La modernidad sucumbió a la fascinación de la ligereza. El acero y el vidrio permitieron esbelteces y espesores insólitos, sustituyendo los pesados muros de cerramiento y carga por entramados livianos que aligeraban a la vez fachada y estructura. Este tránsito material del peso a la ligereza fue también un tránsito simbólico de la solidez a la transparencia, y del hermetismo a la apertura, reemplazando la condición defensiva del edificio frente a un entorno hostil por una permeabilidad generosa a la naturaleza o la ciudad. Por su parte, la mudanza de la construcción húmeda al montaje en seco aproximó la arquitectura a la industria, mejorando el control de los procesos y la exactitud de los elementos: un sueño de perfección que los pioneros modernos buscaron en la fábrica, donde el diseño de las piezas perseguía las máximas prestaciones con el mínimo de material, incorporando la ligereza como un objetivo técnico y económico.

Desde las utopías cristalinas de las vanguardias europeas a la depuración liviana de las casas americanas de la posguerra, y desde la alta tecnología anglosajona a las evanescentes realizaciones japonesas recientes, la levedad ha secuestrado la imaginación de los arquitectos, y la pregunta de Fuller —¿Cuánto pesa su edificio, señor Foster?— es un manifiesto abreviado de esa construcción de la ligereza. Pero esta arquitectura etérea exige climas amables o energía barata, y su difusión en las latitudes exigentes del Occidente industrializado sólo ha sido posible en el marco de la creciente disponibilidad de combustibles fósiles en la segunda mitad del siglo XX. La ligereza arquitectónica —como la dispersión urbana o la multiplicación de los viajes— es hija del petróleo, y la climatización de los edificios gravita sobre nuestra factura energética de una forma poco compatible con las exigentes demandas actuales de sostenibilidad.

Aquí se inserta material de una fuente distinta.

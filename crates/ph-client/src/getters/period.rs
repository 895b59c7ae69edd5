/*
 *
 *
 *
 *
 * MIT License
 * Copyright (c) 2025. Dwight J. Browne
 * dwight[-at-]dwightjbrowne[-dot-]com
 *
 *
 * Permission is hereby granted, free of charge, to any person obtaining a copy
 * of this software and associated documentation files (the "Software"), to deal
 * in the Software without restriction, including without limitation the rights
 * to use, copy, modify, merge, publish, distribute, sublicense, and/or sell
 * copies of the Software, and to permit persons to whom the Software is
 * furnished to do so, subject to the following conditions:
 *
 * The above copyright notice and this permission notice shall be included in all
 * copies or substantial portions of the Software.
 *
 * THE SOFTWARE IS PROVIDED "AS IS", WITHOUT WARRANTY OF ANY KIND, EXPRESS OR
 * IMPLIED, INCLUDING BUT NOT LIMITED TO THE WARRANTIES OF MERCHANTABILITY,
 * FITNESS FOR A PARTICULAR PURPOSE AND NONINFRINGEMENT. IN NO EVENT SHALL THE
 * AUTHORS OR COPYRIGHT HOLDERS BE LIABLE FOR ANY CLAIM, DAMAGES OR OTHER
 * LIABILITY, WHETHER IN AN ACTION OF CONTRACT, TORT OR OTHERWISE, ARISING FROM,
 * OUT OF OR IN CONNECTION WITH THE SOFTWARE OR THE USE OR OTHER DEALINGS IN THE
 * SOFTWARE.
 */

//! Price history over a relative window ("the last N days", "the last year")
//!
//! # Validation phases
//!
//! A period request must satisfy three tables: frequency type × frequency,
//! period type × period, and the cross check frequency type × period type.
//!
//! - [`PeriodGetter::new`] enforces all three.
//! - Setters enforce only the pair they touch. [`PeriodGetter::set_period`]
//!   does not look at the frequency type and
//!   [`HistoricalGetter::set_frequency`] does not look at the period type, so a
//!   caller can move from `(day, minute)` to `(month, daily)` with two calls in
//!   either order without the first one failing on the half-updated state.
//! - [`HistoricalGetter::finalize`] re-checks frequency type × period type and
//!   is the only place that does so after construction. The cached
//!   [`HistoricalGetter::url`] may therefore describe a combination the
//!   endpoint will reject; use `finalize` to obtain a URL you intend to send.

use super::{commit, HistoricalBase, HistoricalGetter, Rebuild};
use crate::query::QueryParams;
use chrono::{DateTime, Utc};
use ph_core::validation::{check_frequency_type, check_period};
use ph_core::{Credentials, Error, FrequencyType, PeriodType, Result};
use std::sync::Arc;
use tracing::instrument;

/// Getter for a period of `period` × `period_type`, optionally anchored at a
/// start or end date
///
/// The anchor is a signed epoch-millisecond value: positive means "end date",
/// negative means "start date" (by magnitude) and zero means unanchored.
#[derive(Debug, Clone)]
pub struct PeriodGetter {
  base: HistoricalBase,
  period_type: PeriodType,
  period: u32,
  anchor_msec: i64,
}

impl PeriodGetter {
  /// Create a getter, validating every table including the cross check
  ///
  /// # Errors
  ///
  /// [`Error::InvalidArgument`] for an empty symbol or any combination the
  /// validation tables reject.
  #[allow(clippy::too_many_arguments)]
  #[instrument(skip(credentials))]
  pub fn new(
    credentials: Arc<Credentials>,
    symbol: &str,
    period_type: PeriodType,
    period: u32,
    frequency_type: FrequencyType,
    frequency: u32,
    extended_hours: bool,
    anchor_msec: i64,
  ) -> Result<Self> {
    let base = HistoricalBase::new(credentials, symbol, frequency_type, frequency, extended_hours)?;
    check_frequency_type(period_type, frequency_type)?;
    check_period(period_type, period)?;

    let mut getter = Self { base, period_type, period, anchor_msec };
    getter.rebuild()?;
    Ok(getter)
  }

  /// Same getter aimed at another market data root
  pub fn with_marketdata_url(mut self, marketdata_url: &str) -> Result<Self> {
    self.set_marketdata_url(marketdata_url)?;
    Ok(self)
  }

  pub fn period_type(&self) -> PeriodType {
    self.period_type
  }

  pub fn period(&self) -> u32 {
    self.period
  }

  /// Signed anchor in epoch milliseconds (0 when unset)
  pub fn anchor_msec(&self) -> i64 {
    self.anchor_msec
  }

  /// Replace period type and period together
  ///
  /// Only the period type × period pair is checked here; the frequency type
  /// is re-checked against the new period type by [`HistoricalGetter::finalize`].
  pub fn set_period(&mut self, period_type: PeriodType, period: u32) -> Result<()> {
    check_period(period_type, period)?;
    commit(self, |g| {
      g.period_type = period_type;
      g.period = period;
    })
  }

  /// Positive for an end date, negative for a start date, zero to clear
  pub fn set_anchor_msec(&mut self, anchor_msec: i64) -> Result<()> {
    commit(self, |g| g.anchor_msec = anchor_msec)
  }

  /// Anchor the window so it ends at `end`
  pub fn set_end_date(&mut self, end: DateTime<Utc>) -> Result<()> {
    let msec = end.timestamp_millis();
    if msec <= 0 {
      return Err(Error::invalid(format!("end date({}) must be after the epoch", end)));
    }
    self.set_anchor_msec(msec)
  }

  /// Anchor the window so it starts at `start`
  pub fn set_start_date(&mut self, start: DateTime<Utc>) -> Result<()> {
    let msec = start.timestamp_millis();
    if msec <= 0 {
      return Err(Error::invalid(format!("start date({}) must be after the epoch", start)));
    }
    self.set_anchor_msec(-msec)
  }

  /// Clear any start or end anchor
  pub fn clear_anchor(&mut self) -> Result<()> {
    self.set_anchor_msec(0)
  }
}

impl HistoricalGetter for PeriodGetter {
  fn base(&self) -> &HistoricalBase {
    &self.base
  }

  fn update_base(&mut self, apply: &mut dyn FnMut(&mut HistoricalBase)) -> Result<()> {
    commit(self, |g| apply(&mut g.base))
  }

  fn query_params(&self) -> QueryParams {
    let mut params = self.base.query_params();
    params.push(("periodType", self.period_type.to_string()));
    params.push(("period", self.period.to_string()));

    if self.anchor_msec != 0 {
      let key = if self.anchor_msec > 0 { "endDate" } else { "startDate" };
      params.push((key, self.anchor_msec.unsigned_abs().to_string()));
    }
    params
  }

  fn finalize(&self) -> Result<&str> {
    check_frequency_type(self.period_type, self.frequency_type())?;
    Ok(self.url())
  }
}

impl Rebuild for PeriodGetter {
  fn base_mut(&mut self) -> &mut HistoricalBase {
    &mut self.base
  }
}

En este contexto, la recuperación de la construcción masiva no es tanto un gesto de nostalgia hacia las arquitecturas grávidas y permanentes del pasado como una inteligente proyección hacia un futuro donde los edificios no sean consumidores voraces de energía. El acondicionamiento climático pasivo, en el que tiene un papel esencial la inercia térmica, es desde luego intemporal, pero no por ello menos contemporáneo y pertinente. Las connotaciones negativas de la pasividad y la inercia —que asociamos a la pereza intelectual, el inmovilismo social o el estancamiento técnico, oponiéndolas a la actividad propositiva e innovadora— deberían transformarse para valorar las virtudes de la persistencia, la continuidad y la solidez. Arrastrados por las tempestades de un mundo en mutación, necesitamos usar más sensatamente los recursos del planeta, pero también construir en él refugios materiales y emocionales: para ambos propósitos, la masa es más.